Could you write out all the records once more, exactly?

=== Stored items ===
-*-

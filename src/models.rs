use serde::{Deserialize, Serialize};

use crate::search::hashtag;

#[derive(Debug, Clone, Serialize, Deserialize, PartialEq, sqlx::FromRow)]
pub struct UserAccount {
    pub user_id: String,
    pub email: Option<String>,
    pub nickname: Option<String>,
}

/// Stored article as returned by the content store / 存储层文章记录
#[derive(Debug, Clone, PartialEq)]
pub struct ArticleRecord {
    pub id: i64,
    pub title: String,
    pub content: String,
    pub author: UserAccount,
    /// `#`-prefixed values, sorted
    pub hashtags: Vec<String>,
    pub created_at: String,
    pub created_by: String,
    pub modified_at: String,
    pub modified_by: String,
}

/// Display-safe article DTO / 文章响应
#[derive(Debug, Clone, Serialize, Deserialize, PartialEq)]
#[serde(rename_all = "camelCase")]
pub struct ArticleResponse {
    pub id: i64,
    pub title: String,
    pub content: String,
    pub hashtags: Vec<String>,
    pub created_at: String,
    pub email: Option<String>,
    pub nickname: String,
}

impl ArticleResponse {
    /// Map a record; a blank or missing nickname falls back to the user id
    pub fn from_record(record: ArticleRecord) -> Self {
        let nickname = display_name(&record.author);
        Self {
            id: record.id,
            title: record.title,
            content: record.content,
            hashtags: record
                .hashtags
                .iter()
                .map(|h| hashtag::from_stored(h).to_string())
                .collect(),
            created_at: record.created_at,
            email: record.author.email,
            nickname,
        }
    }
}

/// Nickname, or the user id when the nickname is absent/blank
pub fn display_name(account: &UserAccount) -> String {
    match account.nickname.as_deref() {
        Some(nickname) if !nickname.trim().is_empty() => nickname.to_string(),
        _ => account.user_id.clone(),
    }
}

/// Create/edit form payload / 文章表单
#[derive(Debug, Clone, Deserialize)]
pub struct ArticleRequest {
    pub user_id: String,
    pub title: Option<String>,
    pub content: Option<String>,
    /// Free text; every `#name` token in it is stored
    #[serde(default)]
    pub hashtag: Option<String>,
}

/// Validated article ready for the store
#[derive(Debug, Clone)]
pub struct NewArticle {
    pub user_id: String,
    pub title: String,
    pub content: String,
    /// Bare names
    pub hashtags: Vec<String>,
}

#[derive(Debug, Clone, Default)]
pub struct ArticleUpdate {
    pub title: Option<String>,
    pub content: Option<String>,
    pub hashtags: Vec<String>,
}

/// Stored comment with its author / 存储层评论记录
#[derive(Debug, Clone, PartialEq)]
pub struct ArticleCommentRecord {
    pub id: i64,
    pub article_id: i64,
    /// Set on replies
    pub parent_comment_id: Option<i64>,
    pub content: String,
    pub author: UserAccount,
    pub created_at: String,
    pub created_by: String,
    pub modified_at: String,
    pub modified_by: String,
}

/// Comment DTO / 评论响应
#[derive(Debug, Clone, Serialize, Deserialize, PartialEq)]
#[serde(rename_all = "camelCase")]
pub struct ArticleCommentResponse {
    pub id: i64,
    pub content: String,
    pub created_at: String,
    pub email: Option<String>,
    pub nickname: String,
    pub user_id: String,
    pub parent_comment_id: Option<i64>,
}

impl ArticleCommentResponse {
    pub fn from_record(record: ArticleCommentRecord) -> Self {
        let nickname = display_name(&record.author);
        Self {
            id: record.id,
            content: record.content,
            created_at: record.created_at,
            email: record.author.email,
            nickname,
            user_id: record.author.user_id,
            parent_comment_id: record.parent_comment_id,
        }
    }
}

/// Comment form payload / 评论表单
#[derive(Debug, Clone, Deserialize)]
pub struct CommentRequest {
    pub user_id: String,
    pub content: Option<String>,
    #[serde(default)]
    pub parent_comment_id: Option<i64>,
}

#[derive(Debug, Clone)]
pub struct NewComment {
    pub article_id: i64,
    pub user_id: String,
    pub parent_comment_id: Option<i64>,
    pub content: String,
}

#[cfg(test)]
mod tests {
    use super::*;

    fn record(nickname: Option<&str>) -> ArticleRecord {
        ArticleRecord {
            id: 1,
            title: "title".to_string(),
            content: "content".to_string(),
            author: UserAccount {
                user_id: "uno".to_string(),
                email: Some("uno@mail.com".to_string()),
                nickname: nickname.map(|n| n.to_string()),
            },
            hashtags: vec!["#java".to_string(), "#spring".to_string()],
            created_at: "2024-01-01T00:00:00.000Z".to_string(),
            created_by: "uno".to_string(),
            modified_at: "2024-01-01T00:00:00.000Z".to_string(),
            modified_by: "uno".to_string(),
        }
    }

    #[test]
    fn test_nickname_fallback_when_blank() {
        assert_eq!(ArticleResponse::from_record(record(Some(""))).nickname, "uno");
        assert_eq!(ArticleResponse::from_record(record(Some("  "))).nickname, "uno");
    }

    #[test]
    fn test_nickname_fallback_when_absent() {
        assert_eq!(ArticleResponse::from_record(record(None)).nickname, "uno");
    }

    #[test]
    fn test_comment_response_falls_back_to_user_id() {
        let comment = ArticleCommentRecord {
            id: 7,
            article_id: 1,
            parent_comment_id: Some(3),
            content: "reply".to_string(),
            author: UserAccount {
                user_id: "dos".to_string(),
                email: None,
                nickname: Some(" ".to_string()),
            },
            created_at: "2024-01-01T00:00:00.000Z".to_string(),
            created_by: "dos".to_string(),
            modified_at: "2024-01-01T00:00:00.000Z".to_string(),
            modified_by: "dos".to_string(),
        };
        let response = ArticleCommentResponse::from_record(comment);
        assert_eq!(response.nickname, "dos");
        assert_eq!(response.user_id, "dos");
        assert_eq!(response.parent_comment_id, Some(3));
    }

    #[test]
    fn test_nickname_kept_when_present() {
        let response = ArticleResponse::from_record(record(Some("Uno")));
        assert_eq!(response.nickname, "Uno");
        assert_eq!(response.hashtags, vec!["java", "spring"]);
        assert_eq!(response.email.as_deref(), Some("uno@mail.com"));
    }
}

-*-

=== Problem solution ===
filename src/models.rs
use serde::{Deserialize, Serialize};

use crate::search::hashtag;

#[derive(Debug, Clone, Serialize, Deserialize, PartialEq, sqlx::FromRow)]
pub struct UserAccount {
    pub user_id: String,
    pub email: Option<String>,
    pub nickname: Option<String>,
}

/// Stored article as returned by the content store / 存储层文章记录
#[derive(Debug, Clone, PartialEq)]
pub struct ArticleRecord {
    pub id: i64,
    pub title: String,
    pub content: String,
    pub author: UserAccount,
    /// `#`-prefixed values, sorted
    pub hashtags: Vec<String>,
    pub created_at: String,
    pub created_by: String,
    pub modified_at: String,
    pub modified_by: String,
}

/// Display-safe article DTO / 文章响应
#[derive(Debug, Clone, Serialize, Deserialize, PartialEq)]
#[serde(rename_all = "camelCase")]
pub struct ArticleResponse {
    pub id: i64,
    pub title: String,
    pub content: String,
    pub hashtags: Vec<String>,
    pub created_at: String,
    pub email: Option<String>,
    pub nickname: String,
}

impl ArticleResponse {
    /// Map a record; a blank or missing nickname falls back to the user id
    pub fn from_record(record: ArticleRecord) -> Self {
        let nickname = display_name(&record.author);
        Self {
            id: record.id,
            title: record.title,
            content: record.content,
            hashtags: record
                .hashtags
                .iter()
                .map(|h| hashtag::from_stored(h).to_string())
                .collect(),
            created_at: record.created_at,
            email: record.author.email,
            nickname,
        }
    }
}

/// Nickname, or the user id when the nickname is absent/blank
pub fn display_name(account: &UserAccount) -> String {
    match account.nickname.as_deref() {
        Some(nickname) if !nickname.trim().is_empty() => nickname.to_string(),
        _ => account.user_id.clone(),
    }
}

/// Create/edit form payload / 文章表单
#[derive(Debug, Clone, Deserialize)]
pub struct ArticleRequest {
    pub user_id: String,
    pub title: Option<String>,
    pub content: Option<String>,
    /// Free text; every `#name` token in it is stored
    #[serde(default)]
    pub hashtag: Option<String>,
}

/// Validated article ready for the store
#[derive(Debug, Clone)]
pub struct NewArticle {
    pub user_id: String,
    pub title: String,
    pub content: String,
    /// Bare names
    pub hashtags: Vec<String>,
}

#[derive(Debug, Clone, Default)]
pub struct ArticleUpdate {
    pub title: Option<String>,
    pub content: Option<String>,
    pub hashtags: Vec<String>,
}

/// Stored comment with its author / 存储层评论记录
#[derive(Debug, Clone, PartialEq)]
pub struct ArticleCommentRecord {
    pub id: i64,
    pub article_id: i64,
    /// Set on replies
    pub parent_comment_id: Option<i64>,
    pub content: String,
    pub author: UserAccount,
    pub created_at: String,
    pub created_by: String,
    pub modified_at: String,
    pub modified_by: String,
}

/// Comment DTO / 评论响应
#[derive(Debug, Clone, Serialize, Deserialize, PartialEq)]
#[serde(rename_all = "camelCase")]
pub struct ArticleCommentResponse {
    pub id: i64,
    pub content: String,
    pub created_at: String,
    pub email: Option<String>,
    pub nickname: String,
    pub user_id: String,
    pub parent_comment_id: Option<i64>,
}

impl ArticleCommentResponse {
    pub fn from_record(record: ArticleCommentRecord) -> Self {
        let nickname = display_name(&record.author);
        Self {
            id: record.id,
            content: record.content,
            created_at: record.created_at,
            email: record.author.email,
            nickname,
            user_id: record.author.user_id,
            parent_comment_id: record.parent_comment_id,
        }
    }
}

/// Comment form payload / 评论表单
#[derive(Debug, Clone, Deserialize)]
pub struct CommentRequest {
    pub user_id: String,
    pub content: Option<String>,
    #[serde(default)]
    pub parent_comment_id: Option<i64>,
}

#[derive(Debug, Clone)]
pub struct NewComment {
    pub article_id: i64,
    pub user_id: String,
    pub parent_comment_id: Option<i64>,
    pub content: String,
}

#[cfg(test)]
mod tests {
    use super::*;

    fn record(nickname: Option<&str>) -> ArticleRecord {
        ArticleRecord {
            id: 1,
            title: "title".to_string(),
            content: "content".to_string(),
            author: UserAccount {
                user_id: "uno".to_string(),
                email: Some("uno@mail.com".to_string()),
                nickname: nickname.map(|n| n.to_string()),
            },
            hashtags: vec!["#java".to_string(), "#spring".to_string()],
            created_at: "2024-01-01T00:00:00.000Z".to_string(),
            created_by: "uno".to_string(),
            modified_at: "2024-01-01T00:00:00.000Z".to_string(),
            modified_by: "uno".to_string(),
        }
    }

    #[test]
    fn test_nickname_fallback_when_blank() {
        assert_eq!(ArticleResponse::from_record(record(Some(""))).nickname, "uno");
        assert_eq!(ArticleResponse::from_record(record(Some("  "))).nickname, "uno");
    }

    #[test]
    fn test_nickname_fallback_when_absent() {
        assert_eq!(ArticleResponse::from_record(record(None)).nickname, "uno");
    }

    #[test]
    fn test_comment_response_falls_back_to_user_id() {
        let comment = ArticleCommentRecord {
            id: 7,
            article_id: 1,
            parent_comment_id: Some(3),
            content: "reply".to_string(),
            author: UserAccount {
                user_id: "dos".to_string(),
                email: None,
                nickname: Some(" ".to_string()),
            },
            created_at: "2024-01-01T00:00:00.000Z".to_string(),
            created_by: "dos".to_string(),
            modified_at: "2024-01-01T00:00:00.000Z".to_string(),
            modified_by: "dos".to_string(),
        };
        let response = ArticleCommentResponse::from_record(comment);
        assert_eq!(response.nickname, "dos");
        assert_eq!(response.user_id, "dos");
        assert_eq!(response.parent_comment_id, Some(3));
    }

    #[test]
    fn test_nickname_kept_when_present() {
        let response = ArticleResponse::from_record(record(Some("Uno")));
        assert_eq!(response.nickname, "Uno");
        assert_eq!(response.hashtags, vec!["java", "spring"]);
        assert_eq!(response.email.as_deref(), Some("uno@mail.com"));
    }
}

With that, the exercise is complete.